(Stored items)
————————

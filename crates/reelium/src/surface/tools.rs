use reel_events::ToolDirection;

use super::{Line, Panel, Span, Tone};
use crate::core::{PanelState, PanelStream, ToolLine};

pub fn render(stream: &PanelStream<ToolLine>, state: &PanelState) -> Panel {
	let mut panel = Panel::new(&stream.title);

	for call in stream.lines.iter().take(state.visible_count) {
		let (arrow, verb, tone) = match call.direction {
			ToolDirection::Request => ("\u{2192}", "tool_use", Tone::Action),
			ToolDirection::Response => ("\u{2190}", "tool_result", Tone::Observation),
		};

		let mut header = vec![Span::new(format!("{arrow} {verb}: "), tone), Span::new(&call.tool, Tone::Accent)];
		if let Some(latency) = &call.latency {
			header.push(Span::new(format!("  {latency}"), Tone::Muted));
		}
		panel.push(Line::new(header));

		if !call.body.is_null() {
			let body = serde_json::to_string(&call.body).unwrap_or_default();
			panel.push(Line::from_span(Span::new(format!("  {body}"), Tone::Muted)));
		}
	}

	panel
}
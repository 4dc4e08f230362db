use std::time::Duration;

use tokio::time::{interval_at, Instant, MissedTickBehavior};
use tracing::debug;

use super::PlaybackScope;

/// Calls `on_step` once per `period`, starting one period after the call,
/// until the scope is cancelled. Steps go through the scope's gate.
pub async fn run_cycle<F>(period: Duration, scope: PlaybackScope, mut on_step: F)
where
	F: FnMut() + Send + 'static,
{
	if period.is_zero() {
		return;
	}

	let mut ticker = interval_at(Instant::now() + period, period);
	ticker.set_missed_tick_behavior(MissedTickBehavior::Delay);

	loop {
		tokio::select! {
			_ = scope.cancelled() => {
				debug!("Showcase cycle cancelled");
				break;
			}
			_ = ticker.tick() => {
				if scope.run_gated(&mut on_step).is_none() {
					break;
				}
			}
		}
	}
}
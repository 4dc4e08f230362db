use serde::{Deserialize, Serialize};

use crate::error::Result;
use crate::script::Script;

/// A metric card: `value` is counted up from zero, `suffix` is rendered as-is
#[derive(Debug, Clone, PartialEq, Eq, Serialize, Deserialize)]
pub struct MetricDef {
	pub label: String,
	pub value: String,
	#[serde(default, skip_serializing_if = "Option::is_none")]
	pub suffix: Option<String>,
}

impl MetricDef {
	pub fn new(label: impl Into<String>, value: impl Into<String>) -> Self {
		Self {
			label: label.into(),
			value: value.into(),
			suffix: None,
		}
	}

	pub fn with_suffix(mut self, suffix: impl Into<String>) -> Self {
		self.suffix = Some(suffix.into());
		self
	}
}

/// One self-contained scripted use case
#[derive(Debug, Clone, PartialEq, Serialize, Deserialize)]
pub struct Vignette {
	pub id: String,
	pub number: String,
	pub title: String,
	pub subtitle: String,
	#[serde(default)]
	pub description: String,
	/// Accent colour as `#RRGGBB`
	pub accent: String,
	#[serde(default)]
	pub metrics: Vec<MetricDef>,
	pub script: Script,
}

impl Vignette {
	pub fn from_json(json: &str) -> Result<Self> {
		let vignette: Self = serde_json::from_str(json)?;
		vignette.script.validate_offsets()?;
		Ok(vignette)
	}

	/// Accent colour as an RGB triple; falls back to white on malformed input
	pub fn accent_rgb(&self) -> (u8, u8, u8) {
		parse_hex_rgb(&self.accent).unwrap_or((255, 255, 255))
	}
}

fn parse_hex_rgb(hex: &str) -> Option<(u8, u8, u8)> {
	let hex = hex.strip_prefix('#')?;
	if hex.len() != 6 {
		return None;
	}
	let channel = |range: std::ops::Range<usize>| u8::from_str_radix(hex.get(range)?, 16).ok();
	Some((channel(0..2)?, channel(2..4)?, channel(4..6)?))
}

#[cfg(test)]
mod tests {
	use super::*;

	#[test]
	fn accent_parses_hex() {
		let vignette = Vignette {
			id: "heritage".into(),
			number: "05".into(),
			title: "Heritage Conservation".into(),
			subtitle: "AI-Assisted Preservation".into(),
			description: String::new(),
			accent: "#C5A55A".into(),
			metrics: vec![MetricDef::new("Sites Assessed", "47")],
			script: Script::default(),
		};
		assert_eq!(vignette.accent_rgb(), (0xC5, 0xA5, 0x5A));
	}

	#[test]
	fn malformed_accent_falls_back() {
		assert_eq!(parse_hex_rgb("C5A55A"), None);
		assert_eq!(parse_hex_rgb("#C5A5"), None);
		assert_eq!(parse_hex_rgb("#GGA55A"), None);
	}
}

————————

Your answer must consist solely of the lines from the top of the entries above through the line containing "panel.push(Line::new(header));", copied exactly, both ends included.

filename crates/reelium/src/surface/tools.rs
use reel_events::ToolDirection;

use super::{Line, Panel, Span, Tone};
use crate::core::{PanelState, PanelStream, ToolLine};

pub fn render(stream: &PanelStream<ToolLine>, state: &PanelState) -> Panel {
	let mut panel = Panel::new(&stream.title);

	for call in stream.lines.iter().take(state.visible_count) {
		let (arrow, verb, tone) = match call.direction {
			ToolDirection::Request => ("\u{2192}", "tool_use", Tone::Action),
			ToolDirection::Response => ("\u{2190}", "tool_result", Tone::Observation),
		};

		let mut header = vec![Span::new(format!("{arrow} {verb}: "), tone), Span::new(&call.tool, Tone::Accent)];
		if let Some(latency) = &call.latency {
			header.push(Span::new(format!("  {latency}"), Tone::Muted));
		}
		panel.push(Line::new(header));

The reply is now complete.